Similarly, prominent investors such as Rekha Jhunjhunwala, who manages the legacy portfolio of the late Rakesh Jhunjhunwala, Ashish Kacholia, and Sunil Singhania each follow unique investment philosophies. Some focus on small-cap and mid-cap companies, while others maintain a balanced mix of large, mid, and emerging businesses.
Concentrated vs Diversified Investing
A concentrated portfolio typically consists of a limited number of carefully researched stocks. Investors adopting this strategy believe that owning fewer businesses they understand well can potentially generate superior long-term returns. However, such portfolios also carry higher risk, as poor performance by one or two holdings can significantly impact overall returns.
In contrast, a diversified portfolio spreads investments across multiple companies, sectors, and industries. Diversification can reduce the impact of volatility in any single stock, although it may also limit extraordinary gains from a few standout performers.
The Common Success Factor
Despite their different approaches, India’s top investors consistently rely on three key principles:
- Independent Research
- Long-Term Patience
- Strong Conviction in Their Investment Decisions
Rather than following market trends or reacting to short-term volatility, these investors build their portfolios based on detailed analysis, business fundamentals, management quality, and long-term growth potential.

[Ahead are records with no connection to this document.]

impl LoopRemote {
    /// Runs `cb` exactly once on the loop thread at its next iteration
    ///
    /// Calls made from one thread run in the order they were issued. A call
    /// that arrives after the loop has been dropped is discarded.
    pub fn execute_on_loop_thread<F>(&self, cb: F)
    where
        F: FnOnce(&EventLoop) + Send + 'static,
    {
        self.pending.fetch_add(1, Ordering::AcqRel);
        if self.tx.send(RemoteMsg::Call(Box::new(cb))).is_err() {
            self.pending.fetch_sub(1, Ordering::AcqRel);
            log::warn!("execute_on_loop_thread: loop is gone, call dropped");
            return;
        }
        self.wake();
    }

    /// Fires the loop-local wakeup registered under `id`
    pub(crate) fn notify(&self, id: u64) {
        self.pending.fetch_add(1, Ordering::AcqRel);
        if self.tx.send(RemoteMsg::Notify(id)).is_err() {
            self.pending.fetch_sub(1, Ordering::AcqRel);
            return;
        }
        self.wake();
    }

    fn wake(&self) {
        if let Err(e) = self.waker.wake() {
            log::error!("failed to wake event loop: {}", e);
        }
    }
}

impl std::fmt::Debug for LoopRemote {
    fn fmt(&self, f: &mut std::fmt::Formatter<'_>) -> std::fmt::Result {
        f.debug_struct("LoopRemote")
            .field("pending", &self.pending.load(Ordering::Relaxed))
            .finish()
    }
}

struct WorkerPool {
    size: usize,
    tx: RefCell<Option<mpsc::Sender<Job>>>,
}

impl WorkerPool {
    fn submit(&self, job: Job) -> Result<(), Job> {
        if self.tx.borrow().is_none() {
            match self.spawn() {
                Ok(tx) => *self.tx.borrow_mut() = Some(tx),
                Err(e) => {
                    log::error!("failed to start worker threads: {}", e);
                    return Err(job);
                }
            }
        }
        match self.tx.borrow().as_ref() {
            Some(tx) => tx.send(job).map_err(|e| e.0),
            None => Err(job),
        }
    }

    fn spawn(&self) -> io::Result<mpsc::Sender<Job>> {
        let (tx, rx) = mpsc::channel::<Job>();
        let rx = Arc::new(Mutex::new(rx));
        for i in 0..self.size {
            let rx = Arc::clone(&rx);
            thread::Builder::new()
                .name(format!("horizon-io-worker-{}", i))
                .spawn(move || loop {
                    let job = rx.lock().unwrap_or_else(PoisonError::into_inner).recv();
                    match job {
                        Ok(job) => job(),
                        Err(_) => return,
                    }
                })?;
        }
        log::debug!("started {} worker threads", self.size);
        Ok(tx)
    }
}

struct Shared {
    config: NetConfig,
    poll: RefCell<Poll>,
    registry: Registry,
    events: RefCell<Events>,
    sources: RefCell<Slab<Slot>>,
    refd_sources: Cell<usize>,
    timers: RefCell<BTreeMap<TimerId, Deferred>>,
    deferred: RefCell<VecDeque<Deferred>>,
    cycle: RefCell<BTreeMap<u64, Rc<RefCell<dyn FnMut(&EventLoop)>>>>,
    next_id: Cell<u64>,
    keep_alive: Cell<usize>,
    work_done: RefCell<HashMap<u64, Box<dyn FnOnce(&EventLoop, Box<dyn Any + Send>)>>>,
    wakeups: RefCell<HashMap<u64, Rc<dyn Fn(&EventLoop)>>>,
    remote: LoopRemote,
    remote_rx: mpsc::Receiver<RemoteMsg>,
    workers: WorkerPool,
    running: Cell<bool>,
}

/// Handle to a reactor; clones refer to the same loop
#[derive(Clone)]
pub struct EventLoop {
    shared: Rc<Shared>,
}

Key Takeaway for Investors
The success stories of India’s wealthiest market participants suggest that investors do not need to copy someone else’s portfolio to achieve financial goals. Whether choosing a focused portfolio or a diversified investment strategy, long-term success depends on discipline, research, risk management, and patience.
Financial experts also caution that retail investors should evaluate their risk tolerance, investment horizon, and financial objectives before adopting any investment strategy. What works for one investor may not necessarily be suitable for another.
Disclaimer: This article is intended for informational purposes only and should not be considered investment advice or a recommendation to buy or sell any security. Investors should conduct their own research or consult a qualified financial advisor before making investment decisions.